Sum of cross entropy over all classes

I want to compute sum of cross entropy over all classes for each prediction, where the input is batch (size n), and the output is batch (size n).

The simplest way is for loop (for 1000 classes):

def sum_of_CE_lost(input):
  CE = torch.nn.CrossEntropyLoss()
  L = 0
  for x in range(1000):
    L = L + CE(logit_unknown,tensor( np.ones( input.shape[0] ) *x , dtype=torch.int64 ).cuda() )
  loss = L.sum()
  return loss

However, it is very slow. What is a better way? How can we parallelized it for GPU (CUDA)?

input is prediction of imagenet_resnet50 on bathc, i.e., shape of input is [batch_size, number-of_classes]

Hi Mohsen!

Yes, this is straightforward, based on the definition of cross_entropy.

Let input be a tensor of shape (nBatch, nClass). Then (mentally
ignoring the minor errors in your code such as using the class version
of CrossEntropyLoss as if it were a function and c not being a tensor)
the following will match the result of the code you posted:

-torch.nn.functional.log_softmax (input).sum() / input.shape[0]

(We divide by input.shape[0] because cross_entropy() takes, by
default the mean across the batch dimension.)

Because this expression uses pytorch tensor functions, you will
automatically get the benefit of pytorch’s gpu support (if you move
your tensors to the gpu) (as well as autograd, if you care).

(As an aside, though, it’s not really clear to me that your calculation
makes a lot of sense. But you can compute it with pytorch tensors
on the gpu without explicit loops.)

Good luck!

K. Frank

The input is not shape of ‘(n batch, nClass)’. The input is in shape (‘nBatch, mLogit’). i.e., each row has 1000 elements, corresponding to each classes.

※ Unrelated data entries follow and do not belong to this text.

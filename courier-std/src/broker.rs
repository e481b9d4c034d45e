//! Broker: an ordered subscriber registry with synchronous fan-out.

use crate::delivery::{DeliveryStrategy, SequentialDelivery};
use courier_core::{DispatchError, Message, Subscriber};
use std::{fmt, sync::Arc};

/// Routes every value to all attached subscribers, in attachment order.
///
/// Subscribers are de-duplicated by identity: attaching a clone of an `Arc`
/// that is already registered does nothing, while a separately constructed
/// subscriber of the same type is a new registration. There is no removal.
///
/// `attach` needs `&mut self` and `route` only `&self`, so all wiring happens
/// before the first value is routed.
///
/// # Example
/// ```ignore
/// let mut broker = Broker::new();
/// broker.attach(Arc::new(GenericHandler::new(sink)));
/// broker.route(&record)?;
/// ```
pub struct Broker<E: Message, D = SequentialDelivery> {
    subscribers: Vec<Arc<dyn Subscriber<E>>>,
    delivery: D,
}

impl<E: Message> Broker<E> {
    /// Create an empty broker with [`SequentialDelivery`].
    pub fn new() -> Self {
        Self::with_delivery(SequentialDelivery)
    }
}

impl<E: Message> Default for Broker<E> {
    fn default() -> Self {
        Self::new()
    }
}

impl<E: Message, D: DeliveryStrategy> Broker<E, D> {
    /// Create an empty broker using the given delivery strategy.
    pub fn with_delivery(delivery: D) -> Self {
        Self {
            subscribers: Vec::new(),
            delivery,
        }
    }

    /// Append a subscriber unless this exact instance is already attached.
    ///
    /// Returns `true` if the subscriber was appended.
    pub fn attach(&mut self, subscriber: Arc<dyn Subscriber<E>>) -> bool {
        if self
            .subscribers
            .iter()
            .any(|existing| Arc::ptr_eq(existing, &subscriber))
        {
            #[cfg(feature = "tracing")]
            tracing::debug!(
                subscribers = self.subscribers.len(),
                "subscriber already attached, ignoring"
            );
            return false;
        }

        self.subscribers.push(subscriber);
        #[cfg(feature = "tracing")]
        tracing::debug!(subscribers = self.subscribers.len(), "subscriber attached");
        true
    }

    /// Invoke every attached subscriber with `event`, in attachment order.
    ///
    /// Returns once all subscribers have run, or with the first failure.
    pub fn route(&self, event: &E) -> Result<(), DispatchError> {
        #[cfg(feature = "tracing")]
        let _span = tracing::debug_span!("route", subscribers = self.subscribers.len()).entered();

        self.delivery
            .deliver(event, self.subscribers.iter().map(Arc::as_ref))
    }

    /// Number of attached subscribers.
    pub fn len(&self) -> usize {
        self.subscribers.len()
    }

    /// Whether no subscriber is attached.
    pub fn is_empty(&self) -> bool {
        self.subscribers.is_empty()
    }
}

impl<E: Message, D: fmt::Debug> fmt::Debug for Broker<E, D> {
    fn fmt(&self, f: &mut fmt::Formatter<'_>) -> fmt::Result {
        f.debug_struct("Broker")
            .field("subscribers", &self.subscribers.len())
            .field("delivery", &self.delivery)
            .finish()
    }
}
//! End-to-end run of the composition root.

use courier::{
    handlers::{GENERIC_LINE, REGISTERED_LINE, UNREGISTERED_LINE},
    run_demo,
    testing::RecordingSink,
};
use std::sync::Arc;

#[test]
fn test_demo_routes_unregistered_then_registered() {
    let sink = RecordingSink::new();

    run_demo(Arc::new(sink.clone())).unwrap();

    assert_eq!(
        sink.lines(),
        vec![
            GENERIC_LINE,
            UNREGISTERED_LINE,
            GENERIC_LINE,
            REGISTERED_LINE,
        ]
    );
}

#[test]
fn test_demo_literal_output() {
    let sink = RecordingSink::new();

    run_demo(Arc::new(sink.clone())).unwrap();

    assert_eq!(
        sink.lines().join("\n"),
        "Handler for all type of customers\n\
         Handler for non registered customer\n\
         Handler for all type of customers\n\
         Handler for registered customer"
    );
}
//! Message trait for routed values.

/// A marker trait for values that can be routed through a broker.
///
/// Routed values are lent to every subscriber and may sit behind an `Arc`
/// in test doubles, so they must be `Send + Sync + 'static`. Domain types
/// usually get this impl from `#[derive(Message)]`.
#[diagnostic::on_unimplemented(
    message = "`{Self}` is not a valid Message",
    label = "must be `Send + Sync + 'static`",
    note = "Routed values must be thread-safe and static; derive or implement `Message`."
)]
pub trait Message: Send + Sync + 'static {}

// Plain text payloads, used by the generic test doubles.
impl Message for String {}
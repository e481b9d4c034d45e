//! Derive macros for courier.

use proc_macro::TokenStream;
use quote::quote;
use syn::{DeriveInput, parse_macro_input};

/// Implements `courier::Message` for a struct or enum.
///
/// The generated impl carries the type's own generics and where clause; the
/// `Send + Sync + 'static` supertraits are checked by the compiler as usual.
#[proc_macro_derive(Message)]
pub fn derive_message(input: TokenStream) -> TokenStream {
    let input = parse_macro_input!(input as DeriveInput);
    let name = &input.ident;
    let (impl_generics, ty_generics, where_clause) = input.generics.split_for_impl();

    let expanded: proc_macro2::TokenStream = quote! {
        impl #impl_generics ::courier::Message for #name #ty_generics #where_clause {}
    };

    TokenStream::from(expanded)
}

I want to get sum over all classes.

Hello Mohsen!

Whether we call this number, 1000, nClass or mLogit is immaterial.
I maintain that my expression reproduces the result of your (corrected)
pseudo-code. Have you tried it?

If you come to the contrary conclusion, please post a complete,
runnable sample script that illustrates your contrary result. (You
can generate random sample data for you input tensor, but please
trim down the number 1000 to something more manageable like
5 or 10 to make everyone’s life easier.)

Also, to get our vocabulary straight, what do you mean by “class”
when you say “sum over all classes?” How many classes do you
have in your example? Should I understand the value of the quantity
“C” in the image of the equation you posted to be your number of
classes (and equal to 1000 in your example)?

Best.

K. Frank